Bedford, with Amy Lebovitch and Valerie Scott, challenged three of Canada’s sex laws; the result — an Ontario Superior Court decision striking laws that forbid soliciting, keeping a bawdy house and living off the avails of prostitution — is a stinging rebuke of the criminalization of sex work.

“You can only imagine how pleased and elated we are today,” Scott told a room at The 519 packed with media and sex workers.

Bedford, Scott and lawyer Alan Young were clearly surprised by the decision, which only affects sex workers in Ontario, and which comes with a freeze of 30 days before taking effect.

“This is one of the first times in the last 25 years that rationality has triumphed over hypocrisy,” said Young. “Justice [Susan] Himel proved that after 25 years, the charter still has teeth.”

Across the country, plaintiffs in a similar BC case still making its way through the court system applauded the Ontario decision.

“The court has finally heard what sex workers and their allies have been screaming about for years,” says Susan Davis of BC’s Coalition for Experiential Communities. “These laws have placed sex workers outside society’s sphere of concern. This is a historic day.”

The biggest change is that sex workers will be free to work indoors and in groups, without triggering Canada’s bawdyhouse laws, says Young. It also means hookers will be able to hire drivers, bouncers and bodyguards to keep themselves safer.

It could protect the country’s bathhouses, which have suffered through police harrassment, usually using the periodic enforcement of the bawdyhouse law.

“It prevents a return to the bathhouse raids of the 1970s; that can’t happen again under this regime,” said Young after the press conference. However, “because of the political mobilization of the gay community, their spaces for quasi-public sexuality have been largely immunized from the police, and every intrusion has resulted in a withdrawal of charges.”
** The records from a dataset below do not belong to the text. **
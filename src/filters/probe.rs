//! Double-hashing probe sequence.
//!
//! Given the `(upper, lower)` halves of a key's digest, the `i`-th probe is
//!
//! ```text
//! offset_i = (lower + upper × i) mod m        for i in 0..k
//! ```
//!
//! computed in 64-bit wrapping arithmetic, so every offset is in `0..m`.
//! Both filter flavors walk the same sequence; only the way each offset is
//! read or written differs.

#![allow(clippy::cast_possible_truncation)]

/// Iterator over the `k` bit offsets of one key.
///
/// # Examples
///
/// ```
/// use fastbloom::filters::ProbeSequence;
///
/// let offsets: Vec<usize> = ProbeSequence::new(3, 5, 4, 10).collect();
/// assert_eq!(offsets, vec![5, 8, 1, 4]);
/// ```
#[derive(Debug, Clone)]
pub struct ProbeSequence {
    upper: u64,
    lower: u64,
    m: u64,
    i: u64,
    k: u64,
}

impl ProbeSequence {
    /// Probe sequence for digest halves `(upper, lower)` over `m` bits.
    ///
    /// `m` must be non-zero; filters guarantee this at construction.
    #[must_use]
    #[inline]
    pub fn new(upper: u32, lower: u32, k: usize, m: usize) -> Self {
        debug_assert!(m > 0, "probe sequence over an empty bit array");
        Self {
            upper: u64::from(upper),
            lower: u64::from(lower),
            m: m as u64,
            i: 0,
            k: k as u64,
        }
    }
}

impl Iterator for ProbeSequence {
    type Item = usize;

    #[inline]
    fn next(&mut self) -> Option<usize> {
        if self.i >= self.k {
            return None;
        }
        let offset = self
            .lower
            .wrapping_add(self.upper.wrapping_mul(self.i))
            % self.m;
        self.i += 1;
        Some(offset as usize)
    }

    #[inline]
    fn size_hint(&self) -> (usize, Option<usize>) {
        let remaining = (self.k - self.i) as usize;
        (remaining, Some(remaining))
    }
}

impl ExactSizeIterator for ProbeSequence {}

impl std::iter::FusedIterator for ProbeSequence {}
//! Fixed-layout envelope around a raw storage frame.
//!
//! All multi-byte fields are big-endian and parsed by hand, with no unsafe
//! code and no alignment requirements on the input buffer.

#![allow(clippy::cast_possible_truncation)]

use crate::codec::{FrameError, HEADER_SIZE, MAGIC, VERSION};
use crate::core::storage::{BitStorage, StorageStrategy};

/// Parsed envelope header plus a borrowed payload.
///
/// # Examples
///
/// ```
/// use fastbloom::codec::FilterEnvelope;
/// use fastbloom::core::storage::StorageStrategy;
/// use fastbloom::BloomFilter;
///
/// let filter = BloomFilter::new(100, 0.1).unwrap();
/// let bytes = filter.encode();
///
/// let envelope = FilterEnvelope::parse(&bytes).unwrap();
/// assert_eq!(envelope.m, 480);
/// assert_eq!(envelope.k, 4);
/// assert_eq!(envelope.storage, StorageStrategy::Atomic32);
/// assert_eq!(envelope.payload.len(), StorageStrategy::Atomic32.frame_len(480));
/// ```
#[derive(Debug, Clone, Copy, PartialEq, Eq)]
pub struct FilterEnvelope<'a> {
    /// Bit array size.
    pub m: usize,
    /// Probes per key.
    pub k: usize,
    /// Storage the payload was written by.
    pub storage: StorageStrategy,
    /// Raw storage frame.
    pub payload: &'a [u8],
}

impl<'a> FilterEnvelope<'a> {
    /// Serialize `m`, `k` and a snapshot of `bits`.
    ///
    /// `k` must fit in a `u32`; filter constructors enforce this.
    #[must_use]
    pub fn encode<S: BitStorage>(m: usize, k: usize, bits: &S) -> Vec<u8> {
        let strategy = bits.strategy();
        let mut bytes = Vec::with_capacity(HEADER_SIZE + strategy.frame_len(m));

        bytes.extend_from_slice(MAGIC);
        bytes.push(VERSION);
        bytes.push(strategy.tag());
        bytes.extend_from_slice(&(m as u64).to_be_bytes());
        bytes.extend_from_slice(&(k as u32).to_be_bytes());
        bits.encode_into(&mut bytes);

        bytes
    }

    /// Validate the header and split off the payload.
    ///
    /// # Errors
    ///
    /// - [`FrameError::Empty`] for zero-length input
    /// - [`FrameError::TruncatedFrame`] if the header or payload is cut short
    /// - [`FrameError::InvalidMagic`], [`FrameError::UnsupportedVersion`],
    ///   [`FrameError::UnknownStorage`] for a foreign or newer header
    /// - [`FrameError::InvalidSize`] for `m = 0` or an unaddressable `m`
    /// - [`FrameError::InvalidHashCount`] for `k = 0`
    /// - [`FrameError::TrailingBytes`] if the payload is longer than `(m, storage)` allows
    pub fn parse(bytes: &'a [u8]) -> Result<Self, FrameError> {
        if bytes.is_empty() {
            return Err(FrameError::Empty);
        }
        if bytes.len() < HEADER_SIZE {
            return Err(FrameError::TruncatedFrame {
                expected: HEADER_SIZE,
                actual: bytes.len(),
            });
        }

        let (header, payload) = bytes.split_at(HEADER_SIZE);

        if &header[0..4] != MAGIC {
            return Err(FrameError::InvalidMagic);
        }
        if header[4] != VERSION {
            return Err(FrameError::UnsupportedVersion(header[4]));
        }
        let storage =
            StorageStrategy::from_tag(header[5]).ok_or(FrameError::UnknownStorage(header[5]))?;

        let mut m_buf = [0u8; 8];
        m_buf.copy_from_slice(&header[6..14]);
        let raw_m = u64::from_be_bytes(m_buf);

        let mut k_buf = [0u8; 4];
        k_buf.copy_from_slice(&header[14..18]);
        let raw_k = u32::from_be_bytes(k_buf);

        let m = usize::try_from(raw_m)
            .ok()
            .filter(|m| *m > 0 && *m < usize::MAX / 2)
            .ok_or(FrameError::InvalidSize(raw_m))?;
        if raw_k == 0 {
            return Err(FrameError::InvalidHashCount(raw_k));
        }

        let frame_len = storage.frame_len(m);
        if payload.len() < frame_len {
            return Err(FrameError::TruncatedFrame {
                expected: HEADER_SIZE + frame_len,
                actual: bytes.len(),
            });
        }
        if payload.len() > frame_len {
            return Err(FrameError::TrailingBytes {
                expected: HEADER_SIZE + frame_len,
                actual: bytes.len(),
            });
        }

        Ok(Self {
            m,
            k: raw_k as usize,
            storage,
            payload,
        })
    }
}

#[cfg(test)]
mod tests {
    use super::*;
    use crate::core::storage::Buckets;

    fn header(tag: u8, m: u64, k: u32) -> Vec<u8> {
        let mut bytes = Vec::new();
        bytes.extend_from_slice(MAGIC);
        bytes.push(VERSION);
        bytes.push(tag);
        bytes.extend_from_slice(&m.to_be_bytes());
        bytes.extend_from_slice(&k.to_be_bytes());
        bytes
    }

    #[test]
    fn test_header_layout() {
        let bits = Buckets::new(StorageStrategy::Atomic64, 100);
        bits.set_bit(0);
        let bytes = FilterEnvelope::encode(100, 7, &bits);

        assert_eq!(&bytes[0..4], b"FBLM");
        assert_eq!(bytes[4], 1);
        assert_eq!(bytes[5], 1);
        assert_eq!(&bytes[6..14], &100u64.to_be_bytes());
        assert_eq!(&bytes[14..18], &7u32.to_be_bytes());
        assert_eq!(bytes.len(), HEADER_SIZE + 16);
        assert_eq!(&bytes[18..26], &1u64.to_be_bytes());
    }

    #[test]
    fn test_parse_round_trip() {
        let bits = Buckets::new(StorageStrategy::MutexBytes, 30);
        let bytes = FilterEnvelope::encode(30, 3, &bits);
        let envelope = FilterEnvelope::parse(&bytes).unwrap();
        assert_eq!(envelope.m, 30);
        assert_eq!(envelope.k, 3);
        assert_eq!(envelope.storage, StorageStrategy::MutexBytes);
        assert_eq!(envelope.payload, &[0u8; 4][..]);
    }

    #[test]
    fn test_parse_rejects_short_input() {
        assert_eq!(FilterEnvelope::parse(&[]), Err(FrameError::Empty));
        assert_eq!(
            FilterEnvelope::parse(b"foo"),
            Err(FrameError::TruncatedFrame {
                expected: 18,
                actual: 3
            })
        );
    }

    #[test]
    fn test_parse_rejects_bad_magic_and_version() {
        let mut bytes = header(0, 8, 1);
        bytes.extend_from_slice(&[0u8; 4]);

        let mut bad_magic = bytes.clone();
        bad_magic[0] = b'X';
        assert_eq!(FilterEnvelope::parse(&bad_magic), Err(FrameError::InvalidMagic));

        let mut bad_version = bytes;
        bad_version[4] = 2;
        assert_eq!(
            FilterEnvelope::parse(&bad_version),
            Err(FrameError::UnsupportedVersion(2))
        );
    }

    #[test]
    fn test_parse_rejects_unknown_storage() {
        let bytes = header(7, 8, 1);
        assert_eq!(FilterEnvelope::parse(&bytes), Err(FrameError::UnknownStorage(7)));
    }

    #[test]
    fn test_parse_rejects_degenerate_dimensions() {
        assert_eq!(
            FilterEnvelope::parse(&header(0, 0, 1)),
            Err(FrameError::InvalidSize(0))
        );
        assert_eq!(
            FilterEnvelope::parse(&header(0, u64::MAX, 1)),
            Err(FrameError::InvalidSize(u64::MAX))
        );
        assert_eq!(
            FilterEnvelope::parse(&header(0, 8, 0)),
            Err(FrameError::InvalidHashCount(0))
        );
    }

    #[test]
    fn test_parse_rejects_wrong_payload_length() {
        let mut short = header(0, 64, 2);
        short.extend_from_slice(&[0u8; 8]);
        assert_eq!(
            FilterEnvelope::parse(&short),
            Err(FrameError::TruncatedFrame {
                expected: 18 + 12,
                actual: 18 + 8
            })
        );

        let mut long = header(0, 64, 2);
        long.extend_from_slice(&[0u8; 16]);
        assert_eq!(
            FilterEnvelope::parse(&long),
            Err(FrameError::TrailingBytes {
                expected: 18 + 12,
                actual: 18 + 16
            })
        );
    }
}
//! XXH3-64 accumulator (feature `xxhash`).
//!
//! Wraps the one-shot `xxh3_64_with_seed` from the `xxhash-rust` crate behind
//! the streaming [`Hasher64`] interface. Written bytes are buffered and hashed
//! when [`sum64`](Hasher64::sum64) is called; `reset` clears the buffer but
//! keeps its allocation, which is what makes pooled instances cheap to reuse.
//!
//! XXH3 has much better distribution than FNV on long keys and is the better
//! choice when keys are URLs, paths or serialized records.
//!
//! # Examples
//!
//! ```
//! use fastbloom::hash::{Hasher64, XxHash3};
//!
//! let mut hasher = XxHash3::new();
//! hasher.write(b"hello ");
//! hasher.write(b"world");
//! let streamed = hasher.sum64();
//!
//! hasher.reset();
//! hasher.write(b"hello world");
//! assert_eq!(hasher.sum64(), streamed);
//! ```

use xxhash_rust::xxh3::xxh3_64_with_seed;

use crate::hash::hasher::Hasher64;

/// Buffered XXH3-64 accumulator.
#[derive(Debug, Clone, Default)]
pub struct XxHash3 {
    seed: u64,
    buf: Vec<u8>,
}

impl XxHash3 {
    /// Create an accumulator with seed 0.
    #[must_use]
    pub const fn new() -> Self {
        Self::with_seed(0)
    }

    /// Create an accumulator with an explicit seed.
    ///
    /// Filters must be queried with the same seed they were populated with.
    #[must_use]
    pub const fn with_seed(seed: u64) -> Self {
        Self {
            seed,
            buf: Vec::new(),
        }
    }

    /// Seed in use.
    #[must_use]
    pub const fn seed(&self) -> u64 {
        self.seed
    }
}

impl Hasher64 for XxHash3 {
    #[inline]
    fn write(&mut self, bytes: &[u8]) {
        self.buf.extend_from_slice(bytes);
    }

    #[inline]
    fn sum64(&self) -> u64 {
        xxh3_64_with_seed(&self.buf, self.seed)
    }

    #[inline]
    fn reset(&mut self) {
        self.buf.clear();
    }

    fn name(&self) -> &'static str {
        "xxh3_64"
    }

    fn seed(&self) -> u64 {
        self.seed
    }

    fn set_seed(&mut self, seed: u64) -> bool {
        self.seed = seed;
        true
    }
}

#[cfg(test)]
mod tests {
    use super::*;
    use xxhash_rust::xxh3::xxh3_64;

    #[test]
    fn test_matches_one_shot_digest() {
        let mut hasher = XxHash3::new();
        hasher.write(b"hello world");
        assert_eq!(hasher.sum64(), xxh3_64(b"hello world"));
    }

    #[test]
    fn test_reset_keeps_capacity() {
        let mut hasher = XxHash3::new();
        hasher.write(&[7u8; 256]);
        hasher.reset();
        assert!(hasher.buf.is_empty());
        assert!(hasher.buf.capacity() >= 256);
        assert_eq!(hasher.sum64(), xxh3_64(b""));
    }

    #[test]
    fn test_seed_changes_digest() {
        let mut a = XxHash3::with_seed(1);
        let mut b = XxHash3::with_seed(2);
        a.write(b"key");
        b.write(b"key");
        assert_ne!(a.sum64(), b.sum64());
        assert_eq!(a.seed(), 1);
    }

    #[test]
    fn test_set_seed_matches_constructor() {
        let mut reseeded = XxHash3::new();
        assert!(reseeded.set_seed(42));
        reseeded.write(b"key");

        let mut seeded = XxHash3::with_seed(42);
        seeded.write(b"key");
        assert_eq!(reseeded.sum64(), seeded.sum64());
        assert_eq!(Hasher64::seed(&reseeded), 42);
    }
}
Bathhouses have been raided repeatedly in Canada, most recently in Hamilton (2004) and Calgary (2002).

The mood in the room was electric. After the speeches ended, representatives from Maggie’s House, a support centre for Toronto sex workers broke into a cheer of “Hey, ho, let’s go.”

“It is a good day for this country,” said Bedford.

The Globe and Mail has more on what happens next:

The ruling means that the law can no longer be enforced in Ontario. If the decision were to be upheld on appeal, it would topple the use of the prostitution provisions across the country.

In the short term, however, the Ontario Crown is expected to seek a stay of execution that would permit police to temporarily continue enforcing the law.

 

Xtra‘s federal politics reporter Dale Smith was on the Hill today and he got reaction from MPs. The Harper government is “seriously considering” an appeal.

More from an Oct 2009 Xtra report:

Valerie Scott, executive director of Sex Professionals of Canada, and fellow sex work activists Terri-Jean Bedford and Amy Lebovitch filed the case in 2007, challenging that several sections of the Criminal Code related to sex work violate the Charter of Rights and Freedoms. Although it is legal to sell sex in Canada, many of the activities related to the sale of sex are considered criminal offences.

Specifically, SPOC’s case takes issue with Section 213(1)(c), which makes it illegal to communicate for the purposes of prostitution; Section 210, which makes it illegal to run a common bawdy house; and Section 212(1)(j), which makes it illegal to live off the avails of prostitution.

These laws, says Scott, put sex workers at risk because it makes it illegal to take safety precautions, including hiring security staff and working in groups.

Sex Professionals of Canada’s executive director Valerie Scott. (Marcus McCann photo)

A message posted on the SPOC website last night:

If this Court rules in our favour, it’s all but certain that the Attorneys General of Canada and Ontario will appeal. If the ruling is against us, we will appeal, assuming we can raise the funds.

At that point, we go to Appeal Court, aka, the Supreme Court of Ontario where we request leave to appeal to the Supreme Court of Canada.

This is a battle well worth fighting. Our safety and, for some of us, our very lives depend on it.